Genetic diseases were thought to be incurable — letters carved in stone (or on a double helix). But gene therapy could change all that.
From treating Duchenne muscular dystrophy, autism, or glaucoma, there has been a surge in the news surrounding gene therapy (type “gene therapy” into the Freethink search tool, and you’ll see endless stories about medical breakthroughs).
The total number of completed or ongoing gene therapy clinical trials reached 4000 in February 2020. This type of treatment is on its way toward addressing some of the most severe and complicated ailments known to man. Gene therapy even shows promise for treating diseases like cancer or Huntington’s disease — longstanding mysteries of medical science.
What Is Gene Therapy?
Instead of using medications or surgery, doctors can use gene therapy to fight diseases at their source. Gene therapy attempts to cure a disease, or boost the body’s ability to combat a disease, by replacing a defective gene or adding a new gene.
The success of gene therapy all hinges on the ability to deliver that precious genetic cargo into the patient’s cells safely. To do that, scientists use a “vector” as a delivery vessel for the genetic material. In most cases, that vector is a virus.
We don’t typically think fondly of viruses. Usually, they don’t enter the human body to help. Instead, viruses like the flu or coronavirus make humans sick by inserting their genetic material into human cells and hijacking them. The cell reads the viral DNA (or RNA) and produces virus offspring, infecting other cells, repeating the process.
But, since viruses naturally deliver genetic material into a human cell, they are the most widely used vectors in gene therapy.
Scientists engineer an unwitting virus to act as a vector to deliver a therapeutic genetic payload. They strip the virus of its own genes and replace it with new genes. Once the virus transports its genetic cargo into tissues, the altered genes get to work — producing further instructions to treat the disease.
But the human body can recognize the virus as a foreign invader and launch an immune response — attempting to target and reject the virus.
Enter the adeno-associated viruses (AAV) — a small virus that has emerged as the most promising platform for gene therapy.
What Is AAV Gene Therapy and Why Is It Better?
These small, versatile viruses have several advantages over other gene therapy vectors.
First, despite their small size, they can carry a sizeable genetic payload. They are not known to cause many human diseases, and they can be designed to target particular types of cells or tissues. They cannot replicate on their own, so scientists can control how much gene therapy is delivered to the body.
The best part: they don’t trigger a very large immune response like other viruses. A gene therapy trial in the 1990s that used an adenovirus (a kind of cold virus, different from AAVs) caused a deadly immune overreaction in one patient — and effectively ended gene therapy research in humans for a decade.
After that, researchers went back to the drawing board, looking for safer vectors. AAVs, because they don’t cause disease and can’t replicate, generally fly under the immune system’s radar. These characteristics make them perfect vessels for gene therapy. And clinical trials have since shown that AAV gene therapy is safe and, for some diseases, effective.

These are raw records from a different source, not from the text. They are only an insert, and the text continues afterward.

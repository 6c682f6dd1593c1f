use k8s_openapi::apimachinery::pkg::apis::meta::v1::OwnerReference;
use kube::{core::ObjectMeta, Resource, ResourceExt};

use crate::{dogu::Dogu, Error, Result};

/// Links generated objects to the dogu resource that owns them.
pub trait OwnerAttacher: Send + Sync {
    /// Controller owner reference pointing at the dogu.
    fn owner_reference(&self, dogu: &Dogu) -> Result<OwnerReference> {
        dogu.controller_owner_ref(&()).ok_or_else(|| {
            Error::OwnerReference(format!("dogu {} has no uid yet", dogu.name_any()))
        })
    }

    /// Make the dogu the controller owner of the object.
    fn attach(&self, dogu: &Dogu, meta: &mut ObjectMeta) -> Result<()> {
        let owner = self.owner_reference(dogu)?;
        let owners = meta.owner_references.get_or_insert_with(Vec::new);
        owners.retain(|existing| existing.uid != owner.uid);
        owners.push(owner);
        Ok(())
    }
}

/// Attaches controller owner references derived from the dogu's own metadata.
#[derive(Clone, Copy, Debug, Default)]
pub struct ControllerOwnerReference;

impl OwnerAttacher for ControllerOwnerReference {}

/// Reports whether the object is owned by a dogu.
pub fn owned_by_dogu(meta: &ObjectMeta) -> bool {
    let kind = Dogu::kind(&());
    meta.owner_references
        .iter()
        .flatten()
        .any(|owner| owner.kind == kind)
}
//! Provides the resource synthesis and reconciliation core of the dogu operator.
#![warn(missing_docs)]

/// Operator configuration shared by binaries and generators.
#[cfg(feature = "controller")]
pub mod config;
/// Dogu custom resource and descriptor types.
pub mod dogu;
/// Errors produced while generating or reconciling resources.
#[cfg(feature = "controller")]
pub mod error;
/// Labels module for managing resource labels.
#[cfg(feature = "controller")]
pub(crate) mod labels;
/// Collaborators consumed by the core: config store, descriptor source, image registry, exposer.
#[cfg(feature = "controller")]
pub mod registry;
/// Resource generation and reconciliation.
#[cfg(feature = "controller")]
pub mod resource;
/// Utils module for shared utility functions.
#[cfg(feature = "controller")]
pub mod utils;

#[cfg(feature = "controller")]
pub use error::{Error, Result};

/// Name the operator uses to identify itself, e.g. as a volume or service account client.
pub const CONTROLLER_NAME: &str = "k8s-dogu-operator";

Now that AAVs are established as gene therapy vectors, scientists are working to improve their delivery and create the next generation of AAV gene therapy.
Researchers have been successful with AAV gene therapy in the clinical setting. Currently, two FDA-approved gene therapy treatments use AAVs: Luxturna, which was approved in 2017 for a rare vision disorder, and Zolgensma, which was approved last year for spinal muscular atrophy.
But there are challenges to overcome. Because AAVs are viruses that people are naturally exposed to, many people have already developed antibodies against them. When a patient who has been previously exposed to an AAV receives AAV gene therapy, these antibodies could block the therapy.
Recently, a team of researchers figured out how to cloak the AVV to sneak past the immune system and deliver its gene therapy payload without triggering any immune response.
With the recent surge in AAVs as viral vectors and more clinical studies in the pipeline, we can expect to see new gene therapies that are safe and effective.